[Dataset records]
────────────────────────────────────────

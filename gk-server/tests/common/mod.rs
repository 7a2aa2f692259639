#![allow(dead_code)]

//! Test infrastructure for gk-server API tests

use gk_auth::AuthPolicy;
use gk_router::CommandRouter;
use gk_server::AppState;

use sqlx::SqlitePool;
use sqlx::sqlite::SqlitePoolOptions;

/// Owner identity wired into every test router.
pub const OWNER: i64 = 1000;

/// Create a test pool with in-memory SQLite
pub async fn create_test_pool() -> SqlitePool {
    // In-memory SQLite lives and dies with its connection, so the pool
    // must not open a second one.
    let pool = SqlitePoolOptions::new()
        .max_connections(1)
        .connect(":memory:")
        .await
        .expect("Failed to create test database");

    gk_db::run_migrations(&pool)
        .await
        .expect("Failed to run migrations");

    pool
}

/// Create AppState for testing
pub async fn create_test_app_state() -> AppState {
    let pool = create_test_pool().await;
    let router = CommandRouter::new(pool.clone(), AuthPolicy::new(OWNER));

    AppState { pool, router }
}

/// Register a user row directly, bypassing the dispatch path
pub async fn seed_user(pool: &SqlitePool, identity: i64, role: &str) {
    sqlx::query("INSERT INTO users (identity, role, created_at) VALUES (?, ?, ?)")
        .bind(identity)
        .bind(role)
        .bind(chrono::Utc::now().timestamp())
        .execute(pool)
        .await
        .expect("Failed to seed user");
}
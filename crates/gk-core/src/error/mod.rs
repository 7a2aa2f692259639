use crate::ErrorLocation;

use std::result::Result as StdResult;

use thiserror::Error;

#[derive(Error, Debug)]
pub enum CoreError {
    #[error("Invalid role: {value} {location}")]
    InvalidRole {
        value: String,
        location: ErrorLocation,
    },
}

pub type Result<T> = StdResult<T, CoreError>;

────────────────────────────────────────

Looking at the entries above, how many lines contain "bind"? State the number and nothing more.

3